Medo e culpa na prática de exercício


por Alexandre Luzzi   ilustração Marcelo Martins Ferreira*

É comum ouvirmos das pessoas que há uma relação de causalidade entre a prática de exercícios físicos e o conceito de saúde. É um posicionamento com raízes no consenso encabeçado, principalmente, pela comunidade médica e científica.

O certo e o errado, as relações de funcionalidade, os processos de intervenção em nosso próprio corpo, em nossas vidas, o que fazemos, o quanto fazemos, são mediados pelos manuais da ciência. Quando alguém quer fundamentar um argumento como “a verdade” diz que “os estudos científicos comprovam”.

Agora, se mudarmos essa perspectiva do sentido e do significado sobre o que entendemos como saúde a relação de causalidade é colocada em “xeque”. A maioria de nós assume que praticar exercícios é bom para a saúde e determinante para o pleno desenvolvimento em outros âmbitos de nossas vidas.

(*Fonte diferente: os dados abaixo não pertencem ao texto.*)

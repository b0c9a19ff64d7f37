use serde_json::Value;
use std::collections::HashMap;
use std::sync::RwLock;

use crate::types::json::message_field;

pub const USER_KEY: &str = "user";
pub const TOKEN_KEY: &str = "token";

/// Key/value store the client reads its session token from.
pub trait TokenStore: Send + Sync {
    fn get_item(&self, key: &str) -> Option<String>;
}

/// Resolve the bearer token: the `token` of the stored `user` object wins,
/// then the bare `token` entry. An empty `user` entry counts as absent; a
/// corrupt one yields no token at all.
pub fn resolve_bearer(store: &dyn TokenStore) -> Option<String> {
    if let Some(user_str) = store.get_item(USER_KEY).filter(|s| !s.is_empty()) {
        let user: Value = serde_json::from_str(&user_str).ok()?;
        if user.is_null() {
            return None;
        }
        if let Some(token) = message_field(&user, TOKEN_KEY) {
            return Some(token);
        }
    }
    store.get_item(TOKEN_KEY).filter(|t| !t.is_empty())
}

/// In-process store, for CLIs and tests.
#[derive(Debug, Default)]
pub struct MemoryTokenStore {
    items: RwLock<HashMap<String, String>>,
}

impl MemoryTokenStore {
    pub fn new() -> Self {
        Self::default()
    }

    pub fn set_item(&self, key: impl Into<String>, value: impl Into<String>) {
        if let Ok(mut items) = self.items.write() {
            items.insert(key.into(), value.into());
        }
    }

    pub fn remove_item(&self, key: &str) {
        if let Ok(mut items) = self.items.write() {
            items.remove(key);
        }
    }
}

impl TokenStore for MemoryTokenStore {
    fn get_item(&self, key: &str) -> Option<String> {
        self.items.read().ok()?.get(key).cloned()
    }
}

Pergunto: quais são as razões de tanta dificuldade em aderir a uma prática e uma rotina de exercícios? Ausência de tempo, muito trabalho, filhos, falta de locais adequados, inadequação em relação aos ambientes oferecidos, pouca oferta de modalidades interessantes, incompetência profissional na prestação de serviço, cansaço, desinteresse, enfim... a lista é grande.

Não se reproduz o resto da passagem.